Die Auswertung der Ergebnisse ergab keine Variabilitäten in der Abfolge der Tandem Repeats. Die 15 untersuchten Proben unterschieden sich lediglich durch die Anzahl der Wiederholungen. Beim Vergleich der beiden Methoden wurde eine weitgehende Übereinstimmung der Ergebnisse festgestellt. Die Möglichkeit einer Reduzierung der zu untersuchenden Loci bedarf weiterer Untersuchungen.

Zusammenfassung (Englisch)

Tuberculosis (TB) is one of the most important infectious diseases in the world and represents the most common bacterial cause of death and the leading cause of death in HIV infected people.

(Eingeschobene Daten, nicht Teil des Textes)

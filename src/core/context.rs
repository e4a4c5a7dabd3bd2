//! Per-invocation context handed to every command

use std::io::IsTerminal;
use std::path::PathBuf;

use crate::core::config::Config;
use crate::core::db::PartDb;
use crate::core::distributor::JsonDirectory;
use crate::core::error::{PartError, Result};
use crate::core::footprint::{BatchResolver, PromptResolver, Resolver};

/// Built once in `main` from the merged config and global flags
#[derive(Debug, Clone)]
pub struct Context {
    pub config: Config,
    pub verbose: bool,
    pub quiet: bool,
    /// Unresolved symbols and footprints are asked for on the terminal
    pub interactive: bool,
}

impl Context {
    pub fn new(config: Config, verbose: bool, quiet: bool) -> Self {
        Self {
            config,
            verbose,
            quiet,
            interactive: std::io::stdin().is_terminal(),
        }
    }

    /// Open the configured database; it must already exist
    pub fn open_db(&self) -> Result<PartDb> {
        PartDb::open(self.config.database_path()?)
    }

    pub fn resolver(&self) -> Box<dyn Resolver> {
        if self.interactive {
            Box::new(PromptResolver::new())
        } else {
            Box::new(BatchResolver::default())
        }
    }

    pub fn distributor(&self) -> Result<JsonDirectory> {
        let dir: PathBuf = self.config.cache_dir().ok_or_else(|| {
            PartError::Config("no distributor cache directory configured".to_string())
        })?;
        Ok(JsonDirectory::new(dir, self.config.distributor.name.clone()))
    }

    pub fn ceiling(&self) -> u32 {
        self.config.duplicates.ceiling
    }
}

#[cfg(test)]
mod tests {
    use super::*;
    use tempfile::tempdir;

    #[test]
    fn test_open_db_without_path_is_config_error() {
        let ctx = Context::new(Config::default(), false, false);
        assert!(matches!(ctx.open_db(), Err(PartError::Config(_))));
    }

    #[test]
    fn test_distributor_uses_configured_dir() {
        let tmp = tempdir().unwrap();
        let mut config = Config::default();
        config.distributor.cache_dir = Some(tmp.path().to_path_buf());
        config.distributor.name = "Mouser".to_string();

        let ctx = Context::new(config, true, false);
        let source = ctx.distributor().unwrap();
        assert_eq!(source.dir(), tmp.path());
        assert_eq!(ctx.ceiling(), 10);
    }
}
//! Error taxonomy shared by the normalizer, component model and store

use miette::Diagnostic;
use std::path::PathBuf;
use thiserror::Error;

#[derive(Debug, Error, Diagnostic)]
pub enum PartError {
    #[error("no part found for distributor part number '{part_number}'")]
    #[diagnostic(code(partdb::not_found))]
    NotFound { part_number: String },

    #[error("no component family handles {what} '{tag}'")]
    #[diagnostic(
        code(partdb::unrecognized_family),
        help("supported IPN prefixes: R, C, OpAmp, MCU, VReg, D, LED, BJT, Conn, Comp, SW, Graphic")
    )]
    UnrecognizedFamily { what: &'static str, tag: String },

    #[error("part '{part}' is missing required attribute '{attribute}'")]
    #[diagnostic(code(partdb::missing_attribute))]
    MissingRequiredAttribute { part: String, attribute: String },

    #[error("unknown {field} value '{value}'")]
    #[diagnostic(
        code(partdb::invalid_value),
        help("the distributor uses a value the normalization rules do not know yet")
    )]
    InvalidEnumeratedValue { field: &'static str, value: String },

    #[error("component '{ipn}' already in table '{table}'")]
    #[diagnostic(
        code(partdb::duplicate),
        help("use --increment-duplicates or --update-existing")
    )]
    DuplicateIdentity { ipn: String, table: String },

    #[error("too many duplicates of '{ipn}' in table '{table}'")]
    #[diagnostic(code(partdb::duplicate_ceiling))]
    DuplicateIdentityCeilingExceeded { ipn: String, table: String },

    #[error("could not connect to database at path: {}", path.display())]
    #[diagnostic(
        code(partdb::storage_connection),
        help("create one with `partdb init --database <path>`")
    )]
    StorageConnection {
        path: PathBuf,
        #[source]
        source: rusqlite::Error,
    },

    #[error("{} already exists and cannot be re-initialized", .0.display())]
    #[diagnostic(code(partdb::already_initialized))]
    AlreadyInitialized(PathBuf),

    #[error("database error: {0}")]
    #[diagnostic(code(partdb::storage))]
    Storage(#[from] rusqlite::Error),

    #[error("CSV error: {0}")]
    #[diagnostic(code(partdb::csv))]
    Csv(#[from] csv::Error),

    #[error("JSON error: {0}")]
    #[diagnostic(code(partdb::json))]
    Json(#[from] serde_json::Error),

    #[error("I/O error: {0}")]
    #[diagnostic(code(partdb::io))]
    Io(#[from] std::io::Error),

    #[error("invalid configuration: {0}")]
    #[diagnostic(code(partdb::config))]
    Config(String),
}

impl PartError {
    /// Errors that end a single record but leave the rest of a batch running
    pub fn is_record_local(&self) -> bool {
        !matches!(self, PartError::StorageConnection { .. })
    }
}

pub type Result<T> = std::result::Result<T, PartError>;
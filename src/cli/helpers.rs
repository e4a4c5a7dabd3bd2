//! Shared helper functions for CLI commands
//!
//! Progress messages go to stdout and only appear with `--verbose`;
//! diagnostics always go to stderr.

use console::style;
use tabled::{builder::Builder, settings::Style};

use crate::core::Context;

/// Print an informational message when running verbose
pub fn print_message(ctx: &Context, message: impl AsRef<str>) {
    if ctx.verbose {
        println!("{}", message.as_ref());
    }
}

/// Print a per-record or per-argument failure to stderr
pub fn print_error(message: impl AsRef<str>) {
    eprintln!("{} {}", style("✗").red(), message.as_ref());
}

pub fn print_warning(message: impl AsRef<str>) {
    eprintln!("{} {}", style("!").yellow(), message.as_ref());
}

/// Plain-text table with a header row
pub fn render_table<H, R>(header: &[H], rows: &[R]) -> String
where
    H: AsRef<str>,
    R: AsRef<[String]>,
{
    let mut builder = Builder::default();
    builder.push_record(header.iter().map(|h| h.as_ref().to_string()));
    for row in rows {
        builder.push_record(row.as_ref().iter().cloned());
    }
    builder.build().with(Style::blank()).to_string()
}

/// `a, b, c` with each name quoted
pub fn quoted_list(items: &[String]) -> String {
    items
        .iter()
        .map(|s| format!("'{}'", s))
        .collect::<Vec<_>>()
        .join(", ")
}
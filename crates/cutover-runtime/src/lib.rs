//! Container runtime seam.
//!
//! The orchestrator only ever talks to the runtime through the
//! [`ContainerRuntime`] trait; [`ContainerCli`] is the real
//! implementation driving the podman or docker CLI.

pub mod cli;
pub mod error;

pub use cli::{ContainerCli, RuntimeKind};
pub use error::RuntimeError;

use async_trait::async_trait;
use cutover_core::config::LogDriverConfig;

/// Specification for launching one container instance.
#[derive(Debug, Clone)]
pub struct RunSpec {
    /// Instance name, also used for later lookup and removal.
    pub name: String,
    /// Fully qualified image reference.
    pub image: String,
    /// Host port to bind.
    pub host_port: u16,
    /// Port the service listens on inside the container.
    pub container_port: u16,
    /// Environment variables for the instance.
    pub env: Vec<(String, String)>,
    /// Volume bindings (`host:container` form).
    pub volumes: Vec<String>,
    /// Log-driver wiring, passed through unvalidated.
    pub log_driver: Option<LogDriverConfig>,
}

/// Operations the orchestrator needs from a container runtime.
#[async_trait]
pub trait ContainerRuntime: Send + Sync {
    /// Which of `names` currently have a running instance.
    async fn list_running(&self, names: &[String]) -> Result<Vec<String>, RuntimeError>;

    /// Authenticate against an image registry.
    async fn login(
        &self,
        registry: &str,
        username: &str,
        password: &str,
    ) -> Result<(), RuntimeError>;

    /// Pull an image by reference.
    async fn pull(&self, image: &str) -> Result<(), RuntimeError>;

    /// Start an instance. The caller is responsible for removing any
    /// stale instance under the same name first.
    async fn run(&self, spec: &RunSpec) -> Result<(), RuntimeError>;

    /// Force-remove an instance. Succeeds if it does not exist.
    async fn remove(&self, name: &str) -> Result<(), RuntimeError>;

    /// Capture the last `tail` log lines of an instance.
    async fn logs(&self, name: &str, tail: u32) -> Result<String, RuntimeError>;
}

Molecular typing methods of Mycobacterium tuberculosis complex (MTC) strains reveals important insights into the pathogenesis and epidemiology of TB infection and the implementation of phylogenetic studies. MIRU (Mycobacterial Interspersed Repetitive Units)-VNTR (Variable Number of Tandem Repeats) typing is a commonly used method which promises high discriminatory power, sufficient stability and good reproducibility. It is based on the analysis of 24 loci located at different sites of the genome of MTC strains and the therein contained tandem repeats (TR). The number of tandem repeats is determined by the size of the 24 analyzed MIRU loci. Since this method will only determine the fragment size and does not allow conclusions about the sequence of the tandem repeats, this topic was of high interest and investigated during this study. Sequence differences and variability in order and number of repeats should be found. Furthermore, the results of tandem repeats sequence analysis were compared with the results of MIRU-VNTR typing with the aim to simplify the MIRU-VNTR typing.

The evaluation of the results showed no variability in the order of the tandem repeats within the investigated loci. The 15 analyzed samples differed only in the copy number of the detected TR. The comparison of the two methods revealed similar results. Due to a small sample size further investigations will be needed to answer the research question if the number of MIRU-VNTR typing loci can be reduced.